■ **WHAT YOU NEED TO DO**:
From the data below, retype exactly the lines starting with the one that contains "let model = second.snapshot().await;" and ending with the one that contains "const SUMMARY_HEADER: &str", both included.

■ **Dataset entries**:
▬▬▬▬▬▬▬▬▬▬
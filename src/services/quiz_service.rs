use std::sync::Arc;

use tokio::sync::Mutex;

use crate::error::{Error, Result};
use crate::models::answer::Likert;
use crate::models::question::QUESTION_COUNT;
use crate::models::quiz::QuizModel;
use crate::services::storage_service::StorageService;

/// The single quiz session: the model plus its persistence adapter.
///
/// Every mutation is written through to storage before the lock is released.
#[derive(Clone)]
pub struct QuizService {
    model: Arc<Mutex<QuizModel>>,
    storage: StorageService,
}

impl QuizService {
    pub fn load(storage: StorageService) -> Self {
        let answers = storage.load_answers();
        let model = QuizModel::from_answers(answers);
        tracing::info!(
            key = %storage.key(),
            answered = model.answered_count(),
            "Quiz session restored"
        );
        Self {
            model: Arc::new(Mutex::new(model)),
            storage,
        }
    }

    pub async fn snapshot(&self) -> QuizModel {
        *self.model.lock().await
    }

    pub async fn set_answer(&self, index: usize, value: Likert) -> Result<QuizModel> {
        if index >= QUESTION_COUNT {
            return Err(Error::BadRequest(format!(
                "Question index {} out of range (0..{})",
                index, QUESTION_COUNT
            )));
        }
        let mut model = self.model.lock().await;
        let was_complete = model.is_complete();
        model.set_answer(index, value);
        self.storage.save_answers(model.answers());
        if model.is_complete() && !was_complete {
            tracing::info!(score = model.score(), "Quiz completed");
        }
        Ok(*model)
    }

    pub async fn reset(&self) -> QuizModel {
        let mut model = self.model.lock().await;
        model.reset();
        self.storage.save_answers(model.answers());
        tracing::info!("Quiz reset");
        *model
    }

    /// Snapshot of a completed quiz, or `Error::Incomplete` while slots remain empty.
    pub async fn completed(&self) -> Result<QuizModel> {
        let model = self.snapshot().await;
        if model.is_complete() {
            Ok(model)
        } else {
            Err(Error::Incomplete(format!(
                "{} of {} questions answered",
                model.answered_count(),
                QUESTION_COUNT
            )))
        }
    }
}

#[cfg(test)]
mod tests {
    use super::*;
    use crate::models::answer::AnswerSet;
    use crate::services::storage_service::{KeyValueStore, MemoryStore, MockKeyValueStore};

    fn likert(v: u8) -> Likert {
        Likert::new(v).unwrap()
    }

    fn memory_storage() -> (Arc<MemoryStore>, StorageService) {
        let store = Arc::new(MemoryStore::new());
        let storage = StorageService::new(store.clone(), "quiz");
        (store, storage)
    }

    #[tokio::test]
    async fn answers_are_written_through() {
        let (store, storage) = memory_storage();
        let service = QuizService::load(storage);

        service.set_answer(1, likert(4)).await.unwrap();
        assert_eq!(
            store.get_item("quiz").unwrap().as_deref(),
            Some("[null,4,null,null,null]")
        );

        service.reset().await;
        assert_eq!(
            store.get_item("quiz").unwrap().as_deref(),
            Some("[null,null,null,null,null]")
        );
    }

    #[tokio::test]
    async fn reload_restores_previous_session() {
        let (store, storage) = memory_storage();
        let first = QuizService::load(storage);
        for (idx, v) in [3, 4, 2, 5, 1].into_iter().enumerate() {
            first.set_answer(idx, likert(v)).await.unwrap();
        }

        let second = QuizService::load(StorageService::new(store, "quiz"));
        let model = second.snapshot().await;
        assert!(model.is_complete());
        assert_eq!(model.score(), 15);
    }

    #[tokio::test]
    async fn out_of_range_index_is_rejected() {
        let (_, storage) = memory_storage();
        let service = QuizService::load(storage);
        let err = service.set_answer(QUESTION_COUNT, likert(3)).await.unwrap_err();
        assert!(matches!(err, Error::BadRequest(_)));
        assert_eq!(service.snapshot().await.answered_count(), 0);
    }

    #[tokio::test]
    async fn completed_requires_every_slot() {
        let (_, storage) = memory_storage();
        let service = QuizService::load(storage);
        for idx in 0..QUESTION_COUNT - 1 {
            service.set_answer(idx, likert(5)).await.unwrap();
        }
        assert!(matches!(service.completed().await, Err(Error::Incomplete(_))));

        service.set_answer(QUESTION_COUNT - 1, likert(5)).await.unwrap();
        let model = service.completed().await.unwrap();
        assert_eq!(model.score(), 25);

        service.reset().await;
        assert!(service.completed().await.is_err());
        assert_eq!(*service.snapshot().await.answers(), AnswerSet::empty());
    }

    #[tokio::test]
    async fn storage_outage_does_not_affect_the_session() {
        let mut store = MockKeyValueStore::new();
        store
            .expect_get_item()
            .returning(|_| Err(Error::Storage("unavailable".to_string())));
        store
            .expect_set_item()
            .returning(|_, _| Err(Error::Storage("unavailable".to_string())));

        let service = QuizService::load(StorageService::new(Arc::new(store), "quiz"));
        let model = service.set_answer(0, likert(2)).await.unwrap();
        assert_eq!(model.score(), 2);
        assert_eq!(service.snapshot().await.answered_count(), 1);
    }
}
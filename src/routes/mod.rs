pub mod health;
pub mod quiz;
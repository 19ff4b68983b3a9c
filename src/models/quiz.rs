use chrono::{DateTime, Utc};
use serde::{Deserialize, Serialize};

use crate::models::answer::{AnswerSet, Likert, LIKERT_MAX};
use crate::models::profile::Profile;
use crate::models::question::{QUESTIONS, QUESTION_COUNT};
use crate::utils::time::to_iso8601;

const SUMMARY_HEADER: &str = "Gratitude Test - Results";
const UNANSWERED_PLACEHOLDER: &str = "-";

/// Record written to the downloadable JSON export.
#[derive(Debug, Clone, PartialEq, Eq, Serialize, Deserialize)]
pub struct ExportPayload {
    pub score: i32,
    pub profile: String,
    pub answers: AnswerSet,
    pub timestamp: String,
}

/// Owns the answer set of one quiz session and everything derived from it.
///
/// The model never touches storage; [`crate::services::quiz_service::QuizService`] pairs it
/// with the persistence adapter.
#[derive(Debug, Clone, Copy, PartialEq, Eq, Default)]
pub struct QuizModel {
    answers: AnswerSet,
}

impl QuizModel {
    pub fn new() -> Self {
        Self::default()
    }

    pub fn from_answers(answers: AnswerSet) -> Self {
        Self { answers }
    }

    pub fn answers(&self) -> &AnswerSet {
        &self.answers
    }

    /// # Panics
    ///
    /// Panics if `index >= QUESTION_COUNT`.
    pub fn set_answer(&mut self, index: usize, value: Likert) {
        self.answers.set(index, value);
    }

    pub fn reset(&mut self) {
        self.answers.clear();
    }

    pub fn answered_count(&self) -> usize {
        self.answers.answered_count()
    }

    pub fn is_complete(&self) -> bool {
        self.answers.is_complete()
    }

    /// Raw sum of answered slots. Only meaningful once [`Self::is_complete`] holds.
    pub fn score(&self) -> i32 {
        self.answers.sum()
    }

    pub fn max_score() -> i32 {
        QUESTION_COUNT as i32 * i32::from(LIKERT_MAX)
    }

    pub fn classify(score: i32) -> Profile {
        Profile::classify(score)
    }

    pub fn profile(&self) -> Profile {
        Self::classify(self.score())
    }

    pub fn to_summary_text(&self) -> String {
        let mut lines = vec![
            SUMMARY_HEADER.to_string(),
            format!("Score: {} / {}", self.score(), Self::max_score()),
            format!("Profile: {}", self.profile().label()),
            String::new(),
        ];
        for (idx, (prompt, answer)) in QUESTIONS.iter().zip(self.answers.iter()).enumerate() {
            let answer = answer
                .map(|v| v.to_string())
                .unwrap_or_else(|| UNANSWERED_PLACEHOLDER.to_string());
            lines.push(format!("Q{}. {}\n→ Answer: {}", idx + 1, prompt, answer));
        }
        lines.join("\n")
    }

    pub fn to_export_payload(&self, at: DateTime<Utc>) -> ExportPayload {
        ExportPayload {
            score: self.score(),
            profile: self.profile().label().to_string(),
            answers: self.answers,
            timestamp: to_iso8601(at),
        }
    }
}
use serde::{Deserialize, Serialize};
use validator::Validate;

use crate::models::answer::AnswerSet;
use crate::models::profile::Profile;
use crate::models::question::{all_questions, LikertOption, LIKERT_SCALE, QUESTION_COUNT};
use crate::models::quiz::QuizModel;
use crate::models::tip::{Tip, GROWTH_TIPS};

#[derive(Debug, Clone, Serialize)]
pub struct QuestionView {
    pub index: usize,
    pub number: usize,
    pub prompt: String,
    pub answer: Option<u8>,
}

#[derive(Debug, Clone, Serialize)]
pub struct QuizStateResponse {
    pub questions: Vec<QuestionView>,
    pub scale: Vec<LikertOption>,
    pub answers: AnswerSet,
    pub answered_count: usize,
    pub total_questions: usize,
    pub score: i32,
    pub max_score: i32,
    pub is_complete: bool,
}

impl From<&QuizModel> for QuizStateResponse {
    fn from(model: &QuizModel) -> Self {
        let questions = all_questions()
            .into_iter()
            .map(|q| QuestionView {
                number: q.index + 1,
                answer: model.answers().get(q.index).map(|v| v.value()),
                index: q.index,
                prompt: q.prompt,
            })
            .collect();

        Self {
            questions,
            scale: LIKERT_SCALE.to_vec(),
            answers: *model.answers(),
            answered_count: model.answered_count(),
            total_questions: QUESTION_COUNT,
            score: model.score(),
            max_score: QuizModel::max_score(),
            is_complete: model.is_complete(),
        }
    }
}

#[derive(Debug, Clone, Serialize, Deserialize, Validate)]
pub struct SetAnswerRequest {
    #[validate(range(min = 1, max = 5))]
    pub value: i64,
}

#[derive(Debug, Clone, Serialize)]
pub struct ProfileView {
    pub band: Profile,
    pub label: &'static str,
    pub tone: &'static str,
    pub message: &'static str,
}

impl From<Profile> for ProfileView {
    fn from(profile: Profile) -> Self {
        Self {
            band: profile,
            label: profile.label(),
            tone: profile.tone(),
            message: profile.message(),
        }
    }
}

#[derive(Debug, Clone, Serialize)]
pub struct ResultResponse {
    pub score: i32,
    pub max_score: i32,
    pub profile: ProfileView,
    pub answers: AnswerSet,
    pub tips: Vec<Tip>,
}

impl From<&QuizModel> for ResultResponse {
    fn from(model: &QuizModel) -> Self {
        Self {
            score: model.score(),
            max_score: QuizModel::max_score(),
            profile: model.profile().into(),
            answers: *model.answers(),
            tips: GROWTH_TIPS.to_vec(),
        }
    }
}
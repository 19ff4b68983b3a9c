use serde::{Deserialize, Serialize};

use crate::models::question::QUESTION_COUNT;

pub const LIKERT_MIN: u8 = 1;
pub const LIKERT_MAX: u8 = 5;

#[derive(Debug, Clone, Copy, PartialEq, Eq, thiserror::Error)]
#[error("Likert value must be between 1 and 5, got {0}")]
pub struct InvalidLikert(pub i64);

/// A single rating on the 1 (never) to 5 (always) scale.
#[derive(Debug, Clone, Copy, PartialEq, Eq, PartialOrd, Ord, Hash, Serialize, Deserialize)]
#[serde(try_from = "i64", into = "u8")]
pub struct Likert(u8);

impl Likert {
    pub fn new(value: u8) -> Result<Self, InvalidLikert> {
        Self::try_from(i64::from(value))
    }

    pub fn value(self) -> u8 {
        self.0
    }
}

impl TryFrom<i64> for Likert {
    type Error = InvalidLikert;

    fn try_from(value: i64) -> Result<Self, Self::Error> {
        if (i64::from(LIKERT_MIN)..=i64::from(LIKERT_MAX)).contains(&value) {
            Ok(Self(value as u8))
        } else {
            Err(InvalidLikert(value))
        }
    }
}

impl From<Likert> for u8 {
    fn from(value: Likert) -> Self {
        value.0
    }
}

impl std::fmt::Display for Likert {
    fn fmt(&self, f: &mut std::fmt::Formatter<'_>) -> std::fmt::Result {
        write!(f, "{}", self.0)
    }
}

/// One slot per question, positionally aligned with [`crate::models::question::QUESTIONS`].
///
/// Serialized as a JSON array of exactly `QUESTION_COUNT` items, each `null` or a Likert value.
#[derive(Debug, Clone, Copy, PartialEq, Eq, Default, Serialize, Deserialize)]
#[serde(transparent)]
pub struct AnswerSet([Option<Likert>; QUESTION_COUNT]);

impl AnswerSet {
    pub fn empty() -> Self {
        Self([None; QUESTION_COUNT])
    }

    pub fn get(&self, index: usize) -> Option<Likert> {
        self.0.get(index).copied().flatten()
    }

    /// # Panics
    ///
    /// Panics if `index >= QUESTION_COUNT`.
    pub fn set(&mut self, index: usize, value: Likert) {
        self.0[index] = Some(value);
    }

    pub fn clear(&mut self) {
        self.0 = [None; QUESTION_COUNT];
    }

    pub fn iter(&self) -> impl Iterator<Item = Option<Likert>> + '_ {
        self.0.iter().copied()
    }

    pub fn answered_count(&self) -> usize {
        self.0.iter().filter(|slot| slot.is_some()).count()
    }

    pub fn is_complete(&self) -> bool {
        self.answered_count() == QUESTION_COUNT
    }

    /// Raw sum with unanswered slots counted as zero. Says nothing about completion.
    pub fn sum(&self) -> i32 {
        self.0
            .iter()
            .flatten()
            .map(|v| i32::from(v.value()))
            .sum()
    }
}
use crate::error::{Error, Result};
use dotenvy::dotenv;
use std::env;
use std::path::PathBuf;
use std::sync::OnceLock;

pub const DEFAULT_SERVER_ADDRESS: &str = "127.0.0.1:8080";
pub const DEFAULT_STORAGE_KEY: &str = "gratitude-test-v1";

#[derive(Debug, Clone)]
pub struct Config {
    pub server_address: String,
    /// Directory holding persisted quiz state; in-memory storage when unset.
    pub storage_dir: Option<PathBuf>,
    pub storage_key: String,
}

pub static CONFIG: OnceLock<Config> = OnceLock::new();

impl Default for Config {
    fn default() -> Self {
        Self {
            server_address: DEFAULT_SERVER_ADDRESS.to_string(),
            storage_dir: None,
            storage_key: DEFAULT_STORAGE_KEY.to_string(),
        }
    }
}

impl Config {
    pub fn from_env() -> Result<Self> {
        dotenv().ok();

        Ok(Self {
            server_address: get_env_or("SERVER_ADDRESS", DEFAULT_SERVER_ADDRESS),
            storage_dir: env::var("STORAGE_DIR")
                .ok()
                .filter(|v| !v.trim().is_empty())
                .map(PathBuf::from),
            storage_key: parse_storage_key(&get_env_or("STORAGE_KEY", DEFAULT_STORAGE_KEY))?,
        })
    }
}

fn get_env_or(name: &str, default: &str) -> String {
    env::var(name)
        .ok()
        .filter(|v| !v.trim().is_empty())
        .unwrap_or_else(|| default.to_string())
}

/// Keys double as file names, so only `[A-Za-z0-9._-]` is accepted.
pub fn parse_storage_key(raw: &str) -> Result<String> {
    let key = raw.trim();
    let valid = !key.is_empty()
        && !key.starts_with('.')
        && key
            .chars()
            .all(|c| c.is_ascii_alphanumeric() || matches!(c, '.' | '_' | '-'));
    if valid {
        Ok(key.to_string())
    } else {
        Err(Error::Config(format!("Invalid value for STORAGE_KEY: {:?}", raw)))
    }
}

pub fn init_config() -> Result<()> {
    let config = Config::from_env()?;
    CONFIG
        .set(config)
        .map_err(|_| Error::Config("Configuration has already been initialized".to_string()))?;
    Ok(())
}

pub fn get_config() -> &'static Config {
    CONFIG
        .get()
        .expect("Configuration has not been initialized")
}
▬▬▬▬▬▬▬▬▬▬
■ **SOLUTION TO THE EXERCISE**:
        let model = second.snapshot().await;
        assert!(model.is_complete());
        assert_eq!(model.score(), 15);
    }

    #[tokio::test]
    async fn out_of_range_index_is_rejected() {
        let (_, storage) = memory_storage();
        let service = QuizService::load(storage);
        let err = service.set_answer(QUESTION_COUNT, likert(3)).await.unwrap_err();
        assert!(matches!(err, Error::BadRequest(_)));
        assert_eq!(service.snapshot().await.answered_count(), 0);
    }

    #[tokio::test]
    async fn completed_requires_every_slot() {
        let (_, storage) = memory_storage();
        let service = QuizService::load(storage);
        for idx in 0..QUESTION_COUNT - 1 {
            service.set_answer(idx, likert(5)).await.unwrap();
        }
        assert!(matches!(service.completed().await, Err(Error::Incomplete(_))));

        service.set_answer(QUESTION_COUNT - 1, likert(5)).await.unwrap();
        let model = service.completed().await.unwrap();
        assert_eq!(model.score(), 25);

        service.reset().await;
        assert!(service.completed().await.is_err());
        assert_eq!(*service.snapshot().await.answers(), AnswerSet::empty());
    }

    #[tokio::test]
    async fn storage_outage_does_not_affect_the_session() {
        let mut store = MockKeyValueStore::new();
        store
            .expect_get_item()
            .returning(|_| Err(Error::Storage("unavailable".to_string())));
        store
            .expect_set_item()
            .returning(|_, _| Err(Error::Storage("unavailable".to_string())));

        let service = QuizService::load(StorageService::new(Arc::new(store), "quiz"));
        let model = service.set_answer(0, likert(2)).await.unwrap();
        assert_eq!(model.score(), 2);
        assert_eq!(service.snapshot().await.answered_count(), 1);
    }
}
filename src/routes/mod.rs
pub mod health;
pub mod quiz;
repository 19ff4b68983b3a9c
filename src/models/quiz.rs
use chrono::{DateTime, Utc};
use serde::{Deserialize, Serialize};

use crate::models::answer::{AnswerSet, Likert, LIKERT_MAX};
use crate::models::profile::Profile;
use crate::models::question::{QUESTIONS, QUESTION_COUNT};
use crate::utils::time::to_iso8601;

const SUMMARY_HEADER: &str = "Gratitude Test - Results";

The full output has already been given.